Segment Start: Supplied records

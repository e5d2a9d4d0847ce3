/// Inline style applied to observed elements before they are seen.
pub const HIDDEN_OPACITY: &str = "0";
pub const HIDDEN_TRANSFORM: &str = "translateY(20px)";
pub const SHOWN_OPACITY: &str = "1";
pub const SHOWN_TRANSFORM: &str = "translateY(0)";
pub const TRANSITION: &str = "opacity 0.6s ease, transform 0.6s ease";

#[derive(Debug, Clone, Copy, PartialEq, Eq)]
pub enum RevealState {
    Hidden,
    Revealed,
}

/// One-shot reveal tracking for a list of observed elements, indexed in
/// the order they were registered.
///
/// The visibility threshold belongs to the observer that produces the
/// reports. Any intersecting report reveals, so elements far taller than
/// the viewport still appear.
#[derive(Debug, Clone)]
pub struct ScrollReveal {
    states: Vec<RevealState>,
}

impl ScrollReveal {
    pub fn new(count: usize) -> Self {
        Self {
            states: vec![RevealState::Hidden; count],
        }
    }

    /// Feed one intersection report. Returns `true` only on the report that
    /// flips the element to revealed; later reports never hide it again.
    pub fn observe(&mut self, index: usize, intersecting: bool) -> bool {
        let Some(state) = self.states.get_mut(index) else {
            log::warn!("reveal: unknown element index {index}");
            return false;
        };
        if *state == RevealState::Revealed || !intersecting {
            return false;
        }
        *state = RevealState::Revealed;
        true
    }

    pub fn state(&self, index: usize) -> Option<RevealState> {
        self.states.get(index).copied()
    }

    pub fn revealed_count(&self) -> usize {
        self.states
            .iter()
            .filter(|s| **s == RevealState::Revealed)
            .count()
    }

    pub fn len(&self) -> usize {
        self.states.len()
    }

    pub fn is_empty(&self) -> bool {
        self.states.is_empty()
    }
}
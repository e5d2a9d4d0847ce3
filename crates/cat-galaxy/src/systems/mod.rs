pub mod animation;
pub mod interaction;
pub mod labels;
pub mod raycast;
pub mod render;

Segment End: Supplied records

- Exercise -
Determine how many lines in the records include the string "reports". Only that number should be given.

- Exercise result -
2